Falling into the sky
by Casey Toh
Summary: "Yes. You could learn to do it, as Will's father did. It uses the faculty of what you call imagination. But that does not mean making things up. It is a form of seeing." The first time Will and Lyra's planned yearly meeting at the Botanic Gardens occurred partly somewhere else when Lyra learns to travel like John Parry did
**Falling Into The Sky**

 _"Baruch and Balthamos told me that they used openings like that to travel between the worlds. Will angels no longer be able to do that? Will you be confined to one world as we are?"_

"No; we have others ways of traveling."

"The way you have," Lyra said, "is it possible for us to learn?"

"Yes. You could learn to do it, as Will's father did. It uses the faculty of what you call imagination. But that does not mean making things up. It is a form of seeing."

"Not real traveling, then," said Lyra. "Just pretend..."

"No," said Xaphania, "nothing like pretend. Pretending is easy. This way is hard, but much truer."

\- The Amber Spyglass, His Dark Materials, Philip Pullman

* * *

The first time Lyra found a set pattern that she could make sense out of from the alethiometer, she was eighteen and sitting in Duke Humfrey's Library. Pan held the pages of a stiff book open for her as Lyra tucked her hair behind her ear and followed a list of symbols down the page with her finger. She referenced the meanings found in the book and jotted them down on paper.

She reached out for the Golden Compass and traced its designs gently. Pan and her shared a glance - "I wonder how Will is doing..." - before Lyra's deft fingers turned the first dial to the Wild Man, the second to the Hourglass, and the last to the Compass.

The last needle, freely swinging and not connected to any dial, barely completed a rotation before Lyra pressed the alethiometer's lid shut.

* * *

The second time Lyra found the center needle of the Compass landing on symbols that she could make a full reading out of, she had been living with the Lake Enara clan of witches for four months after finally accepting Serafina Pekkala's invitation.

Though she was not a witch by birth, Lyra's separation from Pantalaimon during their journey to the Land of the Dead had all but made her a witch. With Dame Hannah Relf's permission, she had brought a few of the books on the alethiometer with her to Lapland, promising to take care of them. _And I will!_ Lyra thought fiercely to herself.

Pan nudged his furry pine marten head at her hand and they shared a glanced that was the same as the one ten years ago in Duke Humfrey's Library.

Her thick mittens made her movements clumsier, but Lyra worked at the dials of the Compass. "Tree," she whispered to herself, hands trembling. The Enara witches had told her of a lore they had, of a World Tree they named _Igdrazil_ , connecting all worlds through its branches. While it was anbaric charges from the sun's winds that lit up the sky with colors they called the _aurora_ , it was the wind that blew between worlds the witches felt when they took their pine branches and flew high, where the sky was clear and the heavens met the earth.

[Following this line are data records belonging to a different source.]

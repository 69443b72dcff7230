pub type ParseResult<T> = Result<T, String>;

/// Hard bound on the number of tokens accepted from a single line.
/// Exceeding it is an error, never a silent truncation.
pub const MAX_ARGS: usize = 100;

#[derive(Debug, PartialEq, Eq)]
pub struct Input<'a> {
	pub argv: Vec<&'a [u8]>,
	pub background: bool,
}

fn is_whitespace(c: u8) -> bool {
	matches!(c, b' ' | b'\t' | b'\n')
}

/// Split a line into whitespace-delimited tokens. Runs of spaces and tabs
/// collapse; there is no quoting or escaping. `Ok(None)` means a blank
/// line, which the caller must not dispatch.
pub fn parse(line: &[u8]) -> ParseResult<Option<Input>> {
	let mut argv: Vec<&[u8]> = vec![];
	for word in line.split(|&c| is_whitespace(c)) {
		if word.is_empty() {
			continue;
		}
		if argv.len() == MAX_ARGS {
			return Err(format!("too many arguments (limit {})", MAX_ARGS));
		}
		argv.push(word);
	}
	if argv.is_empty() {
		return Ok(None);
	}

	let mut background = false;
	if argv[argv.len() - 1] == b"&" {
		argv.pop();
		background = true;
		if argv.is_empty() {
			return Err("missing command before '&'".to_string());
		}
	}

	Ok(Some(Input { argv, background }))
}

#[cfg(test)]
mod test {
	use super::*;

	fn argv<'a>(input: &Option<Input<'a>>) -> Vec<&'a [u8]> {
		input.as_ref().unwrap().argv.clone()
	}

	#[test]
	fn splits_on_whitespace() {
		let parsed = parse(b"ls -la /tmp").unwrap();
		assert_eq!(argv(&parsed), vec![&b"ls"[..], b"-la", b"/tmp"]);
		assert!(!parsed.unwrap().background);
	}

	#[test]
	fn collapses_runs_and_tabs() {
		let parsed = parse(b"  cp \t a.txt \t\t b.txt \n").unwrap();
		assert_eq!(argv(&parsed), vec![&b"cp"[..], b"a.txt", b"b.txt"]);
	}

	#[test]
	fn blank_lines_yield_nothing() {
		assert_eq!(parse(b"").unwrap(), None);
		assert_eq!(parse(b"   \t  \n").unwrap(), None);
	}

	#[test]
	fn trailing_ampersand_marks_background() {
		let parsed = parse(b"sleep 10 &").unwrap().unwrap();
		assert_eq!(parsed.argv, vec![&b"sleep"[..], b"10"]);
		assert!(parsed.background);
	}

	#[test]
	fn interior_ampersand_is_an_argument() {
		let parsed = parse(b"grep & file").unwrap().unwrap();
		assert_eq!(parsed.argv, vec![&b"grep"[..], b"&", b"file"]);
		assert!(!parsed.background);
	}

	#[test]
	fn lone_ampersand_is_an_error() {
		assert!(parse(b"&").is_err());
		assert!(parse(b"  & ").is_err());
	}

	#[test]
	fn argument_bound_fails_loudly() {
		let line = b"x ".repeat(MAX_ARGS + 1);
		assert!(parse(&line).is_err());
		let line = b"x ".repeat(MAX_ARGS);
		assert!(parse(&line).is_ok());
	}
}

"Wild Man," Pan mumbled for her as Lyra turned the second dial.

The needle for the Compass was the last to click into place.

The central needle swung wildly once, twice, before Lyra closed the lid of the heavy compass and tucked it safely into her pocket and stood up to pack her books and notes into the large chest that was lined with soft fur to protect them.

What would she tell Will anyway?

* * *

The third time the sequences of the symbols made sense, Lyra _almost_ felt as if the alethiometer was scolding her, but she couldn't be sure. She tucked it back into the space between her calf and her boot and nodded to Ivan Kasymovich Tyltshin, the Yenisei shaman who had taught John Parry to enter the spirit realm.

She accepted a thimble of water from the Yenisei River and drank it, then closed her eyes as Tyltshin rattled some loon bones over her head.

She remembered the phantom taste of marchpane – _marzipan_ to Will – on her tongue as she with Mary and Will and told stories. She remembered the taste of China that Mary had told them about. She remembered the little red fruit she'd pressed to Will's lips in the Mulefa's world. She remembered the last clumsy kiss she and Will shared in the Botanic Gardens in his Oxford, their noses squashed slightly as their lips pressed together and their tears mingled.

Large ghost wings brushed against her face and Lyra got up to follow Valönia as she flew. The lightly falling snow fell around her and through her as she followed the green shadowy path the snowy owl led her on. Back where the sounds of the bones still rattled, Pan crawled into Lyra's lap, curled around her waist to keep her warm.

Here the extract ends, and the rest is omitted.